I’m writing because I can’t handle my 15-year-old daughter’s tantrums any more, but I don’t know how to stop them. 

Shannon (that’s what I will call her here) has always been our little princess until now. She’s the only girl in our family; we also have two sons. Shannon is also the youngest. So you can see why she has always been spoiled rotten.

When my husband came home two years ago from his last deployment, he said her behavior was bad and it’s even worse now. What she wants, she gets. Our oldest son will soon to be a sophomore in college, and he won’t come home this summer because he doesn’t want to deal with her behavior. She swears at her brothers and bullies them. 

She wants to shop, stay on her computer, chat and text her friends all night. I discovered that she has a Facebook page on which she is saying she is older than she actually is. When we confront her, she screams, yells and throws tantrums. 

Whatever she observes her friends doing, that’s what she wants to do. She had friends who were juniors in high school who were wearing makeup and dating. Now my daughter wears makeup and has a boyfriend who just showed up at our front door one day and asked for Shannon. We were all in shock! We tried not to make a big deal out of it because we didn’t want to set her off. 

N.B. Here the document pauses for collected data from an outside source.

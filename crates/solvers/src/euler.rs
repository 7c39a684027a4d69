//! Fixed-step forward Euler integrator.
//!
//! Each step advances the state with
//!
//! ```text
//! state_{n+1} = state_n + derivative_n * dt
//! ```
//!
//! where `dt` is the configured step, shortened so that no step passes the
//! requested end time. An indicator sign change over a step is localized by
//! bisection along the same straight line.

use crate::{
    integrator::{Advance, Integrator, IntegratorError},
    root::{self, RootConfig, Sample},
    system::{derivatives_at, indicators_at, ContinuousSystem},
};

#[derive(Debug, Clone)]
pub struct Euler {
    step: f64,
    root: RootConfig,
    time: f64,
    state: Vec<f64>,
    indicators: Option<Vec<f64>>,
}

impl Euler {
    /// Creates an Euler integrator with a fixed step size.
    ///
    /// # Errors
    ///
    /// Returns [`IntegratorError::InvalidConfig`] if `step` is not a positive
    /// finite number.
    pub fn new(step: f64) -> Result<Self, IntegratorError> {
        if !step.is_finite() || step <= 0.0 {
            return Err(IntegratorError::InvalidConfig(
                "step must be finite and positive",
            ));
        }
        Ok(Self {
            step,
            root: RootConfig::default(),
            time: 0.0,
            state: Vec::new(),
            indicators: None,
        })
    }

    /// Replaces the event localization config.
    ///
    /// # Errors
    ///
    /// Returns [`IntegratorError::InvalidConfig`] if the config is invalid.
    pub fn with_root_config(mut self, root: RootConfig) -> Result<Self, IntegratorError> {
        root.validate().map_err(IntegratorError::InvalidConfig)?;
        self.root = root;
        Ok(self)
    }
}

impl Integrator for Euler {
    fn reset(&mut self, time: f64, state: &[f64]) {
        self.time = time;
        self.state = state.to_vec();
        self.indicators = None;
    }

    fn time(&self) -> f64 {
        self.time
    }

    fn state(&self) -> &[f64] {
        &self.state
    }

    fn step(&mut self, system: &dyn ContinuousSystem, t_end: f64) -> Result<Advance, IntegratorError> {
        let t0 = self.time;
        if t_end <= t0 {
            return Err(IntegratorError::EmptyInterval { time: t0, t_end });
        }

        let z0 = match self.indicators.take() {
            Some(z) => z,
            None => indicators_at(system, t0, &self.state).map_err(IntegratorError::system(t0))?,
        };
        let dx = derivatives_at(system, t0, &self.state).map_err(IntegratorError::system(t0))?;

        let x0 = self.state.clone();
        let along = |t: f64| -> Vec<f64> {
            let dt = t - t0;
            x0.iter().zip(&dx).map(|(x, d)| x + d * dt).collect()
        };

        let t1 = if t_end - t0 < self.step { t_end } else { t0 + self.step };
        let x1 = along(t1);
        let z1 = indicators_at(system, t1, &x1).map_err(IntegratorError::system(t1))?;

        let before = Sample {
            time: t0,
            indicators: z0,
            payload: x0.clone(),
        };
        let after = Sample {
            time: t1,
            indicators: z1,
            payload: x1,
        };

        let located = root::locate(&self.root, &before, after.clone(), |t| {
            let x = along(t);
            let z = indicators_at(system, t, &x).map_err(IntegratorError::system(t))?;
            Ok(Sample {
                time: t,
                indicators: z,
                payload: x,
            })
        })?;

        let (landing, outcome) = match located {
            Some(event) => {
                let time = event.after.time;
                (
                    event.after,
                    Advance::Root {
                        time,
                        crossings: event.crossings,
                    },
                )
            }
            None => (after, Advance::Accepted { time: t1 }),
        };

        self.time = landing.time;
        self.state = landing.payload;
        self.indicators = Some(landing.indicators);
        Ok(outcome)
    }
}
use std::sync::Arc;

use thiserror::Error;

use crate::{
    callbacks::CallbackSink,
    description::InterfaceKind,
    status::{Status, StatusKind},
    value::ValueRef,
};

/// Result of a call through an [`FmiCalls`] implementation.
///
/// `Ok` carries whatever status the component reported, including `Error`
/// and `Fatal`. `Err` is reserved for failures of the adapter itself.
pub type CallResult<T> = Result<T, AdapterError>;

/// Failure of the transport between a proxy and its companion process.
#[derive(Debug, Error)]
pub enum ChannelError {
    #[error("channel i/o failed")]
    Io(#[from] std::io::Error),

    #[error("malformed frame: {0}")]
    Malformed(String),

    #[error("companion closed the channel")]
    Closed,

    #[error("channel is unusable after an earlier failure")]
    Poisoned,
}

/// Failure of an adapter, as opposed to a status reported by the component.
#[derive(Debug, Error)]
pub enum AdapterError {
    #[error(transparent)]
    Channel(#[from] ChannelError),

    #[error("component refused to instantiate: {reason}")]
    Instantiate { reason: String },

    #[error("`{function}` is not provided by this component")]
    Unsupported { function: &'static str },

    #[error("invalid argument: {0}")]
    InvalidArgument(String),

    #[error("companion reported: {reason}")]
    Remote { reason: String },
}

impl AdapterError {
    pub(crate) fn unsupported(function: &'static str) -> Self {
        Self::Unsupported { function }
    }

    /// Returns true if the failure leaves the adapter unusable.
    #[must_use]
    pub fn is_channel(&self) -> bool {
        matches!(self, Self::Channel(_))
    }
}

/// Arguments passed to the component's instantiate entry point.
#[derive(Debug, Clone, PartialEq, Eq)]
pub struct InstantiateRequest {
    pub instance_name: String,
    pub kind: InterfaceKind,
    pub guid: String,
    /// URI of the unpacked resources directory, possibly empty.
    pub resource_location: String,
    pub visible: bool,
    pub logging_on: bool,
}

/// Outcome of a discrete-state update during event iteration.
#[derive(Debug, Clone, Copy, Default, PartialEq)]
pub struct EventInfo {
    pub new_discrete_states_needed: bool,
    pub terminate_simulation: bool,
    pub nominals_of_continuous_states_changed: bool,
    pub values_of_continuous_states_changed: bool,
    pub next_event_time: Option<f64>,
}

/// Flags returned by `completed_integrator_step`.
#[derive(Debug, Clone, Copy, Default, PartialEq, Eq)]
pub struct IntegratorStepOutcome {
    pub enter_event_mode: bool,
    pub terminate_simulation: bool,
}

/// Opaque handle to a component state snapshot.
///
/// Handles are only meaningful to the adapter that issued them.
#[derive(Debug, Clone, Copy, PartialEq, Eq, Hash)]
pub struct FmuStateId(pub u64);

/// The native call surface of one component instance.
///
/// Implemented by the in-process adapter and by the remote proxy, so the
/// lifecycle layer never knows which one it drives. Methods map one-to-one
/// onto the component's exported functions and perform no sequencing
/// checks of their own.
///
/// Interface-specific functions default to [`AdapterError::Unsupported`];
/// implementations override the ones they provide.
pub trait FmiCalls: Send {
    /// Creates the native instance.
    ///
    /// The sink receives every log message and asynchronous step
    /// notification for the lifetime of the instance.
    ///
    /// # Errors
    ///
    /// Returns [`AdapterError::Instantiate`] if the component returns no
    /// instance.
    fn instantiate(
        &mut self,
        request: &InstantiateRequest,
        sink: Arc<dyn CallbackSink>,
    ) -> CallResult<()>;

    fn setup_experiment(
        &mut self,
        tolerance: Option<f64>,
        start_time: f64,
        stop_time: Option<f64>,
    ) -> CallResult<Status>;

    fn enter_initialization_mode(&mut self) -> CallResult<Status>;

    fn exit_initialization_mode(&mut self) -> CallResult<Status>;

    fn terminate(&mut self) -> CallResult<Status>;

    fn reset(&mut self) -> CallResult<Status>;

    /// Releases the native instance. The component reports no status.
    fn free_instance(&mut self) -> CallResult<()>;

    fn get_real(&mut self, refs: &[ValueRef], values: &mut [f64]) -> CallResult<Status>;

    fn get_integer(&mut self, refs: &[ValueRef], values: &mut [i32]) -> CallResult<Status>;

    fn get_boolean(&mut self, refs: &[ValueRef], values: &mut [bool]) -> CallResult<Status>;

    fn get_string(&mut self, _refs: &[ValueRef], _values: &mut [String]) -> CallResult<Status> {
        Err(AdapterError::unsupported("get_string"))
    }

    fn set_real(&mut self, refs: &[ValueRef], values: &[f64]) -> CallResult<Status>;

    fn set_integer(&mut self, refs: &[ValueRef], values: &[i32]) -> CallResult<Status>;

    fn set_boolean(&mut self, refs: &[ValueRef], values: &[bool]) -> CallResult<Status>;

    fn set_string(&mut self, _refs: &[ValueRef], _values: &[String]) -> CallResult<Status> {
        Err(AdapterError::unsupported("set_string"))
    }

    fn do_step(
        &mut self,
        _current_time: f64,
        _step_size: f64,
        _no_set_prior_state: bool,
    ) -> CallResult<Status> {
        Err(AdapterError::unsupported("do_step"))
    }

    fn get_boolean_status(&mut self, _kind: StatusKind) -> CallResult<(Status, bool)> {
        Err(AdapterError::unsupported("get_boolean_status"))
    }

    fn get_real_status(&mut self, _kind: StatusKind) -> CallResult<(Status, f64)> {
        Err(AdapterError::unsupported("get_real_status"))
    }

    fn set_time(&mut self, _time: f64) -> CallResult<Status> {
        Err(AdapterError::unsupported("set_time"))
    }

    fn set_continuous_states(&mut self, _states: &[f64]) -> CallResult<Status> {
        Err(AdapterError::unsupported("set_continuous_states"))
    }

    fn get_continuous_states(&mut self, _states: &mut [f64]) -> CallResult<Status> {
        Err(AdapterError::unsupported("get_continuous_states"))
    }

    fn get_derivatives(&mut self, _derivatives: &mut [f64]) -> CallResult<Status> {
        Err(AdapterError::unsupported("get_derivatives"))
    }

    fn get_event_indicators(&mut self, _indicators: &mut [f64]) -> CallResult<Status> {
        Err(AdapterError::unsupported("get_event_indicators"))
    }

    fn get_nominals_of_continuous_states(&mut self, _nominals: &mut [f64]) -> CallResult<Status> {
        Err(AdapterError::unsupported("get_nominals_of_continuous_states"))
    }

    fn completed_integrator_step(
        &mut self,
        _no_set_prior_state: bool,
    ) -> CallResult<(Status, IntegratorStepOutcome)> {
        Err(AdapterError::unsupported("completed_integrator_step"))
    }

    fn enter_event_mode(&mut self) -> CallResult<Status> {
        Err(AdapterError::unsupported("enter_event_mode"))
    }

    fn new_discrete_states(&mut self) -> CallResult<(Status, EventInfo)> {
        Err(AdapterError::unsupported("new_discrete_states"))
    }

    fn enter_continuous_time_mode(&mut self) -> CallResult<Status> {
        Err(AdapterError::unsupported("enter_continuous_time_mode"))
    }

    /// Captures the component state, reusing `existing` when given.
    fn get_fmu_state(&mut self, _existing: Option<FmuStateId>) -> CallResult<(Status, FmuStateId)> {
        Err(AdapterError::unsupported("get_fmu_state"))
    }

    fn set_fmu_state(&mut self, _state: FmuStateId) -> CallResult<Status> {
        Err(AdapterError::unsupported("set_fmu_state"))
    }

    fn free_fmu_state(&mut self, _state: FmuStateId) -> CallResult<Status> {
        Err(AdapterError::unsupported("free_fmu_state"))
    }
}

impl<T: FmiCalls + ?Sized> FmiCalls for Box<T> {
    fn instantiate(
        &mut self,
        request: &InstantiateRequest,
        sink: Arc<dyn CallbackSink>,
    ) -> CallResult<()> {
        (**self).instantiate(request, sink)
    }

    fn setup_experiment(
        &mut self,
        tolerance: Option<f64>,
        start_time: f64,
        stop_time: Option<f64>,
    ) -> CallResult<Status> {
        (**self).setup_experiment(tolerance, start_time, stop_time)
    }

    fn enter_initialization_mode(&mut self) -> CallResult<Status> {
        (**self).enter_initialization_mode()
    }

    fn exit_initialization_mode(&mut self) -> CallResult<Status> {
        (**self).exit_initialization_mode()
    }

    fn terminate(&mut self) -> CallResult<Status> {
        (**self).terminate()
    }

    fn reset(&mut self) -> CallResult<Status> {
        (**self).reset()
    }

    fn free_instance(&mut self) -> CallResult<()> {
        (**self).free_instance()
    }

    fn get_real(&mut self, refs: &[ValueRef], values: &mut [f64]) -> CallResult<Status> {
        (**self).get_real(refs, values)
    }

    fn get_integer(&mut self, refs: &[ValueRef], values: &mut [i32]) -> CallResult<Status> {
        (**self).get_integer(refs, values)
    }

    fn get_boolean(&mut self, refs: &[ValueRef], values: &mut [bool]) -> CallResult<Status> {
        (**self).get_boolean(refs, values)
    }

    fn get_string(&mut self, refs: &[ValueRef], values: &mut [String]) -> CallResult<Status> {
        (**self).get_string(refs, values)
    }

    fn set_real(&mut self, refs: &[ValueRef], values: &[f64]) -> CallResult<Status> {
        (**self).set_real(refs, values)
    }

    fn set_integer(&mut self, refs: &[ValueRef], values: &[i32]) -> CallResult<Status> {
        (**self).set_integer(refs, values)
    }

    fn set_boolean(&mut self, refs: &[ValueRef], values: &[bool]) -> CallResult<Status> {
        (**self).set_boolean(refs, values)
    }

    fn set_string(&mut self, refs: &[ValueRef], values: &[String]) -> CallResult<Status> {
        (**self).set_string(refs, values)
    }

    fn do_step(
        &mut self,
        current_time: f64,
        step_size: f64,
        no_set_prior_state: bool,
    ) -> CallResult<Status> {
        (**self).do_step(current_time, step_size, no_set_prior_state)
    }

    fn get_boolean_status(&mut self, kind: StatusKind) -> CallResult<(Status, bool)> {
        (**self).get_boolean_status(kind)
    }

    fn get_real_status(&mut self, kind: StatusKind) -> CallResult<(Status, f64)> {
        (**self).get_real_status(kind)
    }

    fn set_time(&mut self, time: f64) -> CallResult<Status> {
        (**self).set_time(time)
    }

    fn set_continuous_states(&mut self, states: &[f64]) -> CallResult<Status> {
        (**self).set_continuous_states(states)
    }

    fn get_continuous_states(&mut self, states: &mut [f64]) -> CallResult<Status> {
        (**self).get_continuous_states(states)
    }

    fn get_derivatives(&mut self, derivatives: &mut [f64]) -> CallResult<Status> {
        (**self).get_derivatives(derivatives)
    }

    fn get_event_indicators(&mut self, indicators: &mut [f64]) -> CallResult<Status> {
        (**self).get_event_indicators(indicators)
    }

    fn get_nominals_of_continuous_states(&mut self, nominals: &mut [f64]) -> CallResult<Status> {
        (**self).get_nominals_of_continuous_states(nominals)
    }

    fn completed_integrator_step(
        &mut self,
        no_set_prior_state: bool,
    ) -> CallResult<(Status, IntegratorStepOutcome)> {
        (**self).completed_integrator_step(no_set_prior_state)
    }

    fn enter_event_mode(&mut self) -> CallResult<Status> {
        (**self).enter_event_mode()
    }

    fn new_discrete_states(&mut self) -> CallResult<(Status, EventInfo)> {
        (**self).new_discrete_states()
    }

    fn enter_continuous_time_mode(&mut self) -> CallResult<Status> {
        (**self).enter_continuous_time_mode()
    }

    fn get_fmu_state(&mut self, existing: Option<FmuStateId>) -> CallResult<(Status, FmuStateId)> {
        (**self).get_fmu_state(existing)
    }

    fn set_fmu_state(&mut self, state: FmuStateId) -> CallResult<Status> {
        (**self).set_fmu_state(state)
    }

    fn free_fmu_state(&mut self, state: FmuStateId) -> CallResult<Status> {
        (**self).free_fmu_state(state)
    }
}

I’m concerned for my daughter. Her behavior is really causing problems in our relationship, but I don’t know how to pull her back in.

My husband was supposed to be in the field for an exercise for two weeks, but he was actually left behind so he could help me deal with her behavior. I can’t handle her alone.

I’m wondering if you think my daughter is bipolar or something? 

-- Mother Going Crazy

Dear Mother Going Crazy, 

How did we go from a spoiled, little princess to “bipolar daughter?” Maybe it’s difficult for you to be objective because she is your daughter but, in my opinion, you can’t see the forest for the trees.

Understand me please, I carefully diagnose children, adolescents and adults with bipolar disorder. As a clinician/therapist, I look at the whole person, not just the criteria from the DSM-5.

Your daughter may have some of the symptoms, but when I consider her environment, I would have to give that more credence. You said it yourself: She has been treated like a little princess all of her life. You never disciplined her. She was allowed to do anything and everything she wanted to do without consequences. Now, she is 15 years old and she is out of control. Is this biological or environmental? I think it’s environmental. 

Your daughter is running the house, bullying her older brothers, swearing and doing other things that you haven’t given her permission to do. Well, honestly, it doesn't sound like she looks to her parents for approval. This is not good at all. Your daughter is a train wreck waiting to happen. Actually, it’s happened already -- a young man came to your house without your permission and you relented. 

So how do you rein her in and regain control? You must do two things: First, help yourself to everything she has. After all, you purchased it. Take her phone, computer, television, makeup, trendy clothing … everything. You really have to make a statement and get her attention. Everything is a privilege, and she should have to earn it. It will be crazy for a while, and it may get worse before it gets better. 

Because of this, my second suggestion is therapy to help you and your husband learn how to set healthy boundaries and learn new ways to parent and engage your daughter.

There is some other information I will send you in a subsequent email but, for now, you really need to take control back. I hope this helps.